The day ended in anti-climax. Passing through the city gates, Jesus made his way into the Temple. He looked round, noting darkly the tables piled high with coins as the money-changers fleeced the pilgrims buying lambs for the coming feast. He ground his teeth at the shouting, the filth, the sordid gain that defiled the house of the God he loved. But for the moment he did nothing. Quietly, as the sun sank into the west, he retraced his steps to Bethany, and the crowds dispersed. There was much argument around the fireside that evening over the events of the day. Public opinion swayed to and fro, a deep national longing for freedom, frustrated by Jesus’ inaction and his strange deep sayings that no one understood. The most significant thing that had happened passed them all by. As John remarks in his gospel, it was days before it smote them.

 

As he rode down the mountainside, Jesus had fulfilled a remarkable prophecy of Zechariah, written centuries before; “Lo, your king comes to you” he had said, “humble and riding on an ass” (Zechariah 9:9). Yes, Jesus was the king, but as Zechariah continued, before “his dominion shall be from sea to sea, and from the River to the ends of the earth”, he must first pour out his blood “the blood of the covenant” (v.11), which would deliver his captives, not from the Romans, but from the “waterless pit” of the grave. Sadly, the Jews “knew not the day of their visitation”. Rejecting the one who had come to save them, they were to taste all the bitterness of his prophetic words when in AD 70 Jerusalem was laid low in a rage of fire and blood.
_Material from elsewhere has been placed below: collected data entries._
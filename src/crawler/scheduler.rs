//! Scheduler for rate limiting every fetch of a run
//!
//! This module handles:
//! - Global concurrency limiting via a semaphore
//! - Per-origin minimum delay between requests
//! - Optional robots.txt lookup, path checks and `Crawl-delay`
//!
//! Every fetch the discoverer and harvester make goes through here.

use std::collections::HashMap;
use std::sync::Arc;
use std::time::{Duration, Instant};

use tokio::sync::{Mutex, Semaphore};
use url::Url;

use super::fetcher::{Document, FetchError, PageFetcher};
use crate::config::CrawlerConfig;
use crate::robots::{robots_path, robots_url, RobotsPolicy};
use crate::state::OriginState;
use crate::url::origin_key;

/// Rate-limited front of a `PageFetcher`
pub struct Scheduler {
    fetcher: Arc<dyn PageFetcher>,

    /// Global semaphore for limiting concurrent fetches
    global_semaphore: Arc<Semaphore>,

    /// Per-origin pacing and robots state
    origins: Mutex<HashMap<String, OriginState>>,

    minimum_delay: Duration,

    respect_robots: bool,

    /// Agent name matched against robots.txt groups
    robots_agent: String,
}

impl Scheduler {
    /// Creates a new scheduler
    ///
    /// # Arguments
    ///
    /// * `fetcher` - Where pages actually come from
    /// * `config` - Concurrency, delay and robots settings
    /// * `robots_agent` - Crawler name used for robots.txt matching
    pub fn new(fetcher: Arc<dyn PageFetcher>, config: &CrawlerConfig, robots_agent: &str) -> Self {
        Self {
            fetcher,
            global_semaphore: Arc::new(Semaphore::new(
                config.max_concurrent_requests.max(1) as usize,
            )),
            origins: Mutex::new(HashMap::new()),
            minimum_delay: Duration::from_millis(config.minimum_delay),
            respect_robots: config.respect_robots_txt,
            robots_agent: robots_agent.to_string(),
        }
    }

    /// Fetches `url` once a permit is free and its origin is ready
    pub async fn fetch(&self, url: &Url, render_js: bool) -> Result<Document, FetchError> {
        let _permit = self
            .global_semaphore
            .acquire()
            .await
            .map_err(|_| FetchError::Throttle { url: url.to_string() })?;

        let origin = origin_key(url);

        if self.respect_robots {
            self.ensure_robots(&origin, url).await;
            if !self.robots_allows(&origin, url).await {
                tracing::info!("robots.txt disallows {}", url);
                return Err(FetchError::RobotsDenied { url: url.to_string() });
            }
        }

        self.wait_for_turn(&origin).await;
        tracing::debug!("Fetching {}", url);
        self.fetcher.fetch(url, render_js).await
    }

    /// Total requests made through this scheduler, robots.txt included
    pub async fn requests_made(&self) -> u32 {
        self.origins
            .lock()
            .await
            .values()
            .map(|state| state.request_count)
            .sum()
    }

    /// Waits until `origin` accepts a request, then books the slot
    ///
    /// Checking and booking happen under one lock, so concurrent callers
    /// for the same origin are spaced by the full delay.
    async fn wait_for_turn(&self, origin: &str) {
        loop {
            let wait = {
                let mut origins = self.origins.lock().await;
                let state = origins
                    .entry(origin.to_string())
                    .or_insert_with(|| OriginState::new(self.minimum_delay));

                let now = Instant::now();
                match state.time_until_next_request(now) {
                    None => {
                        state.record_request(now);
                        return;
                    }
                    Some(wait) => wait,
                }
            };

            tracing::trace!("Waiting {:?} for {}", wait, origin);
            tokio::time::sleep(wait).await;
        }
    }

    /// Looks up robots.txt for `origin` the first time it is seen
    ///
    /// An unreachable or missing robots.txt allows everything.
    async fn ensure_robots(&self, origin: &str, url: &Url) {
        {
            let origins = self.origins.lock().await;
            if origins.get(origin).map_or(false, |s| s.robots.is_some()) {
                return;
            }
        }

        let policy = match robots_url(url) {
            Some(robots) => {
                self.wait_for_turn(origin).await;
                match self.fetcher.fetch(&robots, false).await {
                    Ok(doc) => RobotsPolicy::from_body(&doc.body),
                    Err(e) => {
                        tracing::debug!("No usable robots.txt for {}: {}", origin, e);
                        RobotsPolicy::allow_all()
                    }
                }
            }
            None => RobotsPolicy::allow_all(),
        };

        let mut origins = self.origins.lock().await;
        let state = origins
            .entry(origin.to_string())
            .or_insert_with(|| OriginState::new(self.minimum_delay));
        if state.robots.is_none() {
            state.apply_robots(policy, &self.robots_agent);
        }
    }

    async fn robots_allows(&self, origin: &str, url: &Url) -> bool {
        let origins = self.origins.lock().await;
        origins
            .get(origin)
            .map_or(true, |state| state.allows(&robots_path(url), &self.robots_agent))
    }
}

#[cfg(test)]
mod tests {
    use super::*;
    use crate::crawler::test_support::StaticFetcher;

    fn config(delay_ms: u64, robots: bool) -> CrawlerConfig {
        CrawlerConfig {
            max_concurrent_requests: 2,
            minimum_delay: delay_ms,
            respect_robots_txt: robots,
            ..CrawlerConfig::default()
        }
    }

    #[tokio::test]
    async fn test_enforces_per_origin_delay() {
        let fetcher = Arc::new(
            StaticFetcher::new()
                .page("https://shop.example/a", "<p>a</p>")
                .page("https://shop.example/b", "<p>b</p>"),
        );
        let scheduler = Scheduler::new(fetcher, &config(150, false), "catalog-mapper");

        let start = Instant::now();
        let a = Url::parse("https://shop.example/a").unwrap();
        let b = Url::parse("https://shop.example/b").unwrap();
        let (first, second) = tokio::join!(scheduler.fetch(&a, false), scheduler.fetch(&b, false));

        assert!(first.is_ok());
        assert!(second.is_ok());
        assert!(start.elapsed() >= Duration::from_millis(150));
        assert_eq!(scheduler.requests_made().await, 2);
    }

    #[tokio::test]
    async fn test_origins_paced_independently() {
        let fetcher = Arc::new(
            StaticFetcher::new()
                .page("https://shop.example/a", "<p>a</p>")
                .page("https://other.example/b", "<p>b</p>"),
        );
        let scheduler = Scheduler::new(fetcher, &config(2_000, false), "catalog-mapper");

        let start = Instant::now();
        let a = Url::parse("https://shop.example/a").unwrap();
        let b = Url::parse("https://other.example/b").unwrap();
        let (first, second) = tokio::join!(scheduler.fetch(&a, false), scheduler.fetch(&b, false));

        assert!(first.is_ok() && second.is_ok());
        assert!(start.elapsed() < Duration::from_millis(2_000));
    }

    #[tokio::test]
    async fn test_robots_denied() {
        let fetcher = Arc::new(
            StaticFetcher::new()
                .page("https://shop.example/robots.txt", "User-agent: *\nDisallow: /my-account/\n")
                .page("https://shop.example/my-account/", "<p>secret</p>")
                .page("https://shop.example/shop/", "<p>shop</p>"),
        );
        let scheduler = Scheduler::new(fetcher.clone(), &config(0, true), "catalog-mapper");

        let denied = Url::parse("https://shop.example/my-account/").unwrap();
        let allowed = Url::parse("https://shop.example/shop/").unwrap();

        assert!(matches!(
            scheduler.fetch(&denied, false).await,
            Err(FetchError::RobotsDenied { .. })
        ));
        assert!(scheduler.fetch(&allowed, false).await.is_ok());

        // robots.txt is looked up once per origin
        let requested = fetcher.requested();
        assert_eq!(requested.iter().filter(|u| u.ends_with("/robots.txt")).count(), 1);
        assert!(!requested.contains(&"https://shop.example/my-account/".to_string()));
    }

    #[tokio::test]
    async fn test_missing_robots_allows_all() {
        let fetcher =
            Arc::new(StaticFetcher::new().page("https://shop.example/shop/", "<p>shop</p>"));
        let scheduler = Scheduler::new(fetcher, &config(0, true), "catalog-mapper");

        let url = Url::parse("https://shop.example/shop/").unwrap();
        assert!(scheduler.fetch(&url, false).await.is_ok());
    }
}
Which leaves one last saying of Jesus on that topic still to be fulfilled “Behold, your house is forsaken and desolate. For I tell you, you will not see me again until you say ‘Blessed is he who comes in the name of the Lord’” (Matt. 23:38,39) For that Second Coming of the King we are waiting and longing, when He will bring deliverance from the grave and all our fears.

 

Pray God we may be ready in the time of our visitation.